WORK REQUEST
Each line below should be written out again exactly.

DATASET
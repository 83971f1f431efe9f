//! Lake cells
//!
//! A lake is carved into the terrain as a few overlapping cosine basins. Its
//! outline is the convex hull of the basin rims and its surface sits just
//! below the lowest rim sample.

use rand::Rng;
use tracing::debug;

use super::CellBoundary;
use crate::geometry::{convex_hull, distance, Point, Polygon};
use crate::sampling::uniform;
use crate::terrain::HeightField;

/// Number of samples on each basin rim
const RIM_SAMPLES: usize = 16;

/// Water surface offset below the lowest rim sample
const WATER_LEVEL_OFFSET: f64 = 0.5;

/// Amplitude of the carving noise relative to the carved depth
const NOISE_AMPLITUDE: f64 = 0.05;

/// One cosine-shaped depression
#[derive(Debug, Clone, Copy, PartialEq)]
pub struct Basin {
    /// Deepest point
    pub center: Point,
    /// Distance from the center at which the depression ends
    pub radius: f64,
    /// Depth at the center
    pub depth: f64,
}

impl Basin {
    /// Height offset of the basin at distance `d` from its center
    ///
    /// `-depth` at the center, rising to 0 at the rim and beyond.
    pub fn offset_at(&self, d: f64) -> f64 {
        if d >= self.radius || self.radius <= 0.0 {
            return 0.0;
        }
        let falloff = (1.0 - (d * std::f64::consts::PI / self.radius).cos()) / 2.0;
        self.depth * (falloff - 1.0)
    }

    fn rim(&self) -> impl Iterator<Item = Point> + '_ {
        (0..RIM_SAMPLES).map(move |i| {
            let angle = i as f64 * std::f64::consts::TAU / RIM_SAMPLES as f64;
            Point::new(
                self.center.x + self.radius * angle.cos(),
                self.center.y + self.radius * angle.sin(),
            )
        })
    }
}

/// Cell filled by a lake instead of roads
#[derive(Debug, Clone)]
pub struct LakeCell {
    boundary: CellBoundary,
    basins: Vec<Basin>,
    outline: Polygon,
    water_level: f64,
}

impl LakeCell {
    /// Carve the lake into the terrain
    pub fn generate<R: Rng + ?Sized>(boundary: CellBoundary, terrain: &mut HeightField, rng: &mut R) -> Self {
        let high = boundary.high();
        let center = high.center();
        let to_boundary = high.point_distance(center);

        let count = rng.gen_range(1..=4usize);
        let basins: Vec<Basin> = (0..count)
            .map(|_| {
                let angle = uniform(rng, 0.0, std::f64::consts::TAU);
                let offset = uniform(rng, 0.0, 0.7 * to_boundary);
                let position = Point::new(center.x + offset * angle.cos(), center.y + offset * angle.sin());
                let radius = high.point_distance(position) * uniform(rng, 0.6, 1.6);
                Basin {
                    center: position,
                    radius,
                    depth: 0.15 * radius / count as f64,
                }
            })
            .collect();

        if let Some(bbox) = high.bounding_box() {
            let (xs, ys) = terrain.pixel_range(&bbox);
            let half_pixel = terrain.pixel_size() / 2.0;
            for iy in ys {
                for ix in xs.clone() {
                    let corner = terrain.to_world_coords(ix, iy);
                    let p = Point::new(corner.x + half_pixel, corner.y + half_pixel);

                    let mut carved = 0.0;
                    let mut noise_weight = 0.0;
                    for basin in &basins {
                        let d = distance(p, basin.center);
                        if d < basin.radius {
                            carved += basin.offset_at(d);
                            noise_weight += basin.depth * d / basin.radius;
                        }
                    }
                    if carved == 0.0 {
                        continue;
                    }

                    let noise = uniform(rng, -1.0, 1.0) * NOISE_AMPLITUDE * noise_weight;
                    let elevation = terrain.pixel_elevation(ix, iy) + carved + noise;
                    terrain.set_pixel_elevation(ix, iy, elevation);
                }
            }
        }

        let rim: Vec<Point> = basins.iter().flat_map(|b| b.rim()).collect();
        let outline = Polygon::new(convex_hull(&rim));
        let water_level = rim
            .iter()
            .map(|p| terrain.elevation_at(p.x, p.y))
            .fold(f64::INFINITY, f64::min)
            - WATER_LEVEL_OFFSET;

        debug!(basins = basins.len(), water_level, "carved lake");

        Self {
            boundary,
            basins,
            outline,
            water_level,
        }
    }

    /// Cell boundary
    #[inline]
    pub fn boundary(&self) -> &CellBoundary {
        &self.boundary
    }

    /// Carved basins
    #[inline]
    pub fn basins(&self) -> &[Basin] {
        &self.basins
    }

    /// Convex outline of the water surface (counterclockwise)
    #[inline]
    pub fn outline(&self) -> &Polygon {
        &self.outline
    }

    /// Height of the flat water surface
    #[inline]
    pub fn water_level(&self) -> f64 {
        self.water_level
    }
}
//! Spatial indexing for fast point queries on a finished city
//!
//! This module is only available with the `spatial-index` feature.

use kiddo::immutable::float::kdtree::ImmutableKdTree;
use kiddo::SquaredEuclidean;

use crate::geometry::Point;

/// Wrapper around a 2D KD-tree over city-plane points
///
/// Used to find the nearest primary intersection and the candidate cell for a
/// query position. An index built from no points answers every query with
/// `None`.
#[derive(Clone)]
pub struct SpatialIndex {
    tree: Option<ImmutableKdTree<f64, usize, 2, 32>>,
    len: usize,
}

impl SpatialIndex {
    /// Build an index over `points`; query results are indices into it
    ///
    /// # Example
    ///
    /// ```
    /// use rust_city_generator::*;
    ///
    /// let points = [Point::new(0.0, 0.0), Point::new(100.0, 0.0), Point::new(0.0, 100.0)];
    /// let index = SpatialIndex::new(&points);
    /// assert_eq!(index.find_nearest(Point::new(90.0, 5.0)), Some(1));
    /// ```
    pub fn new(points: &[Point]) -> Self {
        let coords: Vec<[f64; 2]> = points.iter().map(|p| [p.x, p.y]).collect();
        let tree = (!coords.is_empty()).then(|| ImmutableKdTree::new_from_slice(&coords));
        Self {
            tree,
            len: coords.len(),
        }
    }

    /// Number of indexed points
    #[inline]
    pub fn len(&self) -> usize {
        self.len
    }

    /// Check if the index holds no points
    #[inline]
    pub fn is_empty(&self) -> bool {
        self.len == 0
    }

    /// Index of the point closest to `position`
    pub fn find_nearest(&self, position: Point) -> Option<usize> {
        let tree = self.tree.as_ref()?;
        let result = tree.nearest_one::<SquaredEuclidean>(&[position.x, position.y]);
        Some(result.item)
    }
}

impl std::fmt::Debug for SpatialIndex {
    fn fmt(&self, f: &mut std::fmt::Formatter<'_>) -> std::fmt::Result {
        f.debug_struct("SpatialIndex").field("len", &self.len).finish()
    }
}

SOLUTION FOR THIS PROBLEM
repository 83971f1f431efe9f
//! Lake cells
//!
//! A lake is carved into the terrain as a few overlapping cosine basins. Its
//! outline is the convex hull of the basin rims and its surface sits just
//! below the lowest rim sample.

use rand::Rng;
use tracing::debug;

use super::CellBoundary;
use crate::geometry::{convex_hull, distance, Point, Polygon};
use crate::sampling::uniform;
use crate::terrain::HeightField;

/// Number of samples on each basin rim
const RIM_SAMPLES: usize = 16;

/// Water surface offset below the lowest rim sample
const WATER_LEVEL_OFFSET: f64 = 0.5;

/// Amplitude of the carving noise relative to the carved depth
const NOISE_AMPLITUDE: f64 = 0.05;

/// One cosine-shaped depression
#[derive(Debug, Clone, Copy, PartialEq)]
pub struct Basin {
    /// Deepest point
    pub center: Point,
    /// Distance from the center at which the depression ends
    pub radius: f64,
    /// Depth at the center
    pub depth: f64,
}

impl Basin {
    /// Height offset of the basin at distance `d` from its center
    ///
    /// `-depth` at the center, rising to 0 at the rim and beyond.
    pub fn offset_at(&self, d: f64) -> f64 {
        if d >= self.radius || self.radius <= 0.0 {
            return 0.0;
        }
        let falloff = (1.0 - (d * std::f64::consts::PI / self.radius).cos()) / 2.0;
        self.depth * (falloff - 1.0)
    }

    fn rim(&self) -> impl Iterator<Item = Point> + '_ {
        (0..RIM_SAMPLES).map(move |i| {
            let angle = i as f64 * std::f64::consts::TAU / RIM_SAMPLES as f64;
            Point::new(
                self.center.x + self.radius * angle.cos(),
                self.center.y + self.radius * angle.sin(),
            )
        })
    }
}

/// Cell filled by a lake instead of roads
#[derive(Debug, Clone)]
pub struct LakeCell {
    boundary: CellBoundary,
    basins: Vec<Basin>,
    outline: Polygon,
    water_level: f64,
}

impl LakeCell {
    /// Carve the lake into the terrain
    pub fn generate<R: Rng + ?Sized>(boundary: CellBoundary, terrain: &mut HeightField, rng: &mut R) -> Self {
        let high = boundary.high();
        let center = high.center();
        let to_boundary = high.point_distance(center);

        let count = rng.gen_range(1..=4usize);
        let basins: Vec<Basin> = (0..count)
            .map(|_| {
                let angle = uniform(rng, 0.0, std::f64::consts::TAU);
                let offset = uniform(rng, 0.0, 0.7 * to_boundary);
                let position = Point::new(center.x + offset * angle.cos(), center.y + offset * angle.sin());
                let radius = high.point_distance(position) * uniform(rng, 0.6, 1.6);
                Basin {
                    center: position,
                    radius,
                    depth: 0.15 * radius / count as f64,
                }
            })
            .collect();

        if let Some(bbox) = high.bounding_box() {
            let (xs, ys) = terrain.pixel_range(&bbox);
            let half_pixel = terrain.pixel_size() / 2.0;
            for iy in ys {
                for ix in xs.clone() {
                    let corner = terrain.to_world_coords(ix, iy);
                    let p = Point::new(corner.x + half_pixel, corner.y + half_pixel);

                    let mut carved = 0.0;
                    let mut noise_weight = 0.0;
                    for basin in &basins {
                        let d = distance(p, basin.center);
                        if d < basin.radius {
                            carved += basin.offset_at(d);
                            noise_weight += basin.depth * d / basin.radius;
                        }
                    }
                    if carved == 0.0 {
                        continue;
                    }

                    let noise = uniform(rng, -1.0, 1.0) * NOISE_AMPLITUDE * noise_weight;
                    let elevation = terrain.pixel_elevation(ix, iy) + carved + noise;
                    terrain.set_pixel_elevation(ix, iy, elevation);
                }
            }
        }

        let rim: Vec<Point> = basins.iter().flat_map(|b| b.rim()).collect();
        let outline = Polygon::new(convex_hull(&rim));
        let water_level = rim
            .iter()
            .map(|p| terrain.elevation_at(p.x, p.y))
            .fold(f64::INFINITY, f64::min)
            - WATER_LEVEL_OFFSET;

        debug!(basins = basins.len(), water_level, "carved lake");

        Self {
            boundary,
            basins,
            outline,
            water_level,
        }
    }

    /// Cell boundary
    #[inline]
    pub fn boundary(&self) -> &CellBoundary {
        &self.boundary
    }

    /// Carved basins
    #[inline]
    pub fn basins(&self) -> &[Basin] {
        &self.basins
    }

    /// Convex outline of the water surface (counterclockwise)
    #[inline]
    pub fn outline(&self) -> &Polygon {
        &self.outline
    }

    /// Height of the flat water surface
    #[inline]
    pub fn water_level(&self) -> f64 {
        self.water_level
    }
}
//! Spatial indexing for fast point queries on a finished city
//!
//! This module is only available with the `spatial-index` feature.

use kiddo::immutable::float::kdtree::ImmutableKdTree;
use kiddo::SquaredEuclidean;

use crate::geometry::Point;

/// Wrapper around a 2D KD-tree over city-plane points
///
/// Used to find the nearest primary intersection and the candidate cell for a
/// query position. An index built from no points answers every query with
/// `None`.
#[derive(Clone)]
pub struct SpatialIndex {
    tree: Option<ImmutableKdTree<f64, usize, 2, 32>>,
    len: usize,
}

impl SpatialIndex {
    /// Build an index over `points`; query results are indices into it
    ///
    /// # Example
    ///
    /// ```
    /// use rust_city_generator::*;
    ///
    /// let points = [Point::new(0.0, 0.0), Point::new(100.0, 0.0), Point::new(0.0, 100.0)];
    /// let index = SpatialIndex::new(&points);
    /// assert_eq!(index.find_nearest(Point::new(90.0, 5.0)), Some(1));
    /// ```
    pub fn new(points: &[Point]) -> Self {
        let coords: Vec<[f64; 2]> = points.iter().map(|p| [p.x, p.y]).collect();
        let tree = (!coords.is_empty()).then(|| ImmutableKdTree::new_from_slice(&coords));
        Self {
            tree,
            len: coords.len(),
        }
    }

    /// Number of indexed points
    #[inline]
    pub fn len(&self) -> usize {
        self.len
    }

    /// Check if the index holds no points
    #[inline]
    pub fn is_empty(&self) -> bool {
        self.len == 0
    }

    /// Index of the point closest to `position`
    pub fn find_nearest(&self, position: Point) -> Option<usize> {
        let tree = self.tree.as_ref()?;
        let result = tree.nearest_one::<SquaredEuclidean>(&[position.x, position.y]);
        Some(result.item)
    }
}

impl std::fmt::Debug for SpatialIndex {
    fn fmt(&self, f: &mut std::fmt::Formatter<'_>) -> std::fmt::Result {
        f.debug_struct("SpatialIndex").field("len", &self.len).finish()
    }
}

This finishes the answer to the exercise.